## Provided information
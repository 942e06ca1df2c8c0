//! HMAC-SHA256 transcript tags.
//!
//! Every message after the PIN request carries a tag over a fixed ordering of
//! previously exchanged fields. The orderings are reproduced byte for byte
//! from the device firmware; the duplicated nonces and the asymmetric
//! ordering of the two DH contributions are deliberate.
//!
//! Naming follows the device's point of view: `ya` is the client's 257-byte
//! public value, `yb` the device's contribution projected to 256 bytes.

use hmac::{Hmac, Mac};
use sha2::Sha256;
use subtle::ConstantTimeEq;
use zeroize::Zeroizing;

type HmacSha256 = Hmac<Sha256>;

/// Output length of every tag.
pub const TAG_LEN: usize = 32;

/// A transcript tag.
pub type Tag = [u8; TAG_LEN];

/// HMAC-SHA256 over the concatenation of `fields`.
pub fn tag(auth_key: &[u8], fields: &[&[u8]]) -> Tag {
    let mut mac = HmacSha256::new_from_slice(auth_key).expect("HMAC can take key of any size");
    for field in fields {
        mac.update(field);
    }
    let mut out = [0u8; TAG_LEN];
    out.copy_from_slice(&mac.finalize().into_bytes());
    out
}

/// Constant-time comparison of a received tag against the recomputed one.
pub fn verify(expected: &Tag, received: &[u8]) -> bool {
    expected.as_slice().ct_eq(received).into()
}

/// PIN-derived pre-shared key, `HMAC(authKey, pin)`.
pub fn psk(auth_key: &[u8], pin: &str) -> Zeroizing<Tag> {
    Zeroizing::new(tag(auth_key, &[pin.as_bytes()]))
}

/// Client's PIN commitment over its random secret `rs`.
pub fn r_hash(auth_key: &[u8], rs: &[u8], psk: &[u8], yb: &[u8], ya: &[u8]) -> Tag {
    tag(auth_key, &[rs, psk, yb, ya])
}

/// Device's PIN commitment over its secret `es`.
///
/// The device sends this before the client reveals anything PIN-dependent;
/// recomputing it after unwrapping `es` is the PIN proof.
pub fn e_hash(auth_key: &[u8], es: &[u8], psk: &[u8], yb: &[u8], ya: &[u8]) -> Tag {
    tag(auth_key, &[es, psk, yb, ya])
}

/// Tag sent with the hash request.
pub fn h2(auth_key: &[u8], nonce1: &[u8], mac: &[u8], yb: &[u8], nonce2: &[u8], ya: &[u8]) -> Tag {
    tag(auth_key, &[nonce1, mac, yb, nonce1, nonce2, mac, ya])
}

/// Tag expected on the hash response.
pub fn m3(
    auth_key: &[u8],
    nonce1: &[u8],
    nonce2: &[u8],
    mac: &[u8],
    ya: &[u8],
    h2: &[u8],
    e_hash: &[u8],
) -> Tag {
    tag(auth_key, &[nonce1, nonce2, mac, ya, h2, nonce2, e_hash])
}

/// Tag sent with the CA request.
pub fn m4(
    auth_key: &[u8],
    nonce2: &[u8],
    e_hash: &[u8],
    m3: &[u8],
    nonce1: &[u8],
    r_hash: &[u8],
    wrapped_rs: &[u8],
) -> Tag {
    tag(auth_key, &[nonce2, e_hash, m3, nonce1, r_hash, wrapped_rs])
}

/// Tag expected on the CA response.
pub fn m5(
    auth_key: &[u8],
    nonce1: &[u8],
    r_hash: &[u8],
    wrapped_rs: &[u8],
    m4: &[u8],
    nonce2: &[u8],
    wrapped_es_cert: &[u8],
) -> Tag {
    tag(auth_key, &[nonce1, r_hash, wrapped_rs, m4, nonce2, wrapped_es_cert])
}

/// Tag sent with the final registration.
pub fn m6(
    auth_key: &[u8],
    nonce2: &[u8],
    wrapped_es_cert: &[u8],
    m5: &[u8],
    nonce1: &[u8],
    wrapped_registration: &[u8],
) -> Tag {
    tag(auth_key, &[nonce2, wrapped_es_cert, m5, nonce1, wrapped_registration])
}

## Task to carry out
The lines from the beginning of the records through the line containing "type HmacSha256 = Hmac<Sha256>;" should be reproduced exactly. Include nothing else.

## Task result
repository 942e06ca1df2c8c0
//! HMAC-SHA256 transcript tags.
//!
//! Every message after the PIN request carries a tag over a fixed ordering of
//! previously exchanged fields. The orderings are reproduced byte for byte
//! from the device firmware; the duplicated nonces and the asymmetric
//! ordering of the two DH contributions are deliberate.
//!
//! Naming follows the device's point of view: `ya` is the client's 257-byte
//! public value, `yb` the device's contribution projected to 256 bytes.

use hmac::{Hmac, Mac};
use sha2::Sha256;
use subtle::ConstantTimeEq;
use zeroize::Zeroizing;

type HmacSha256 = Hmac<Sha256>;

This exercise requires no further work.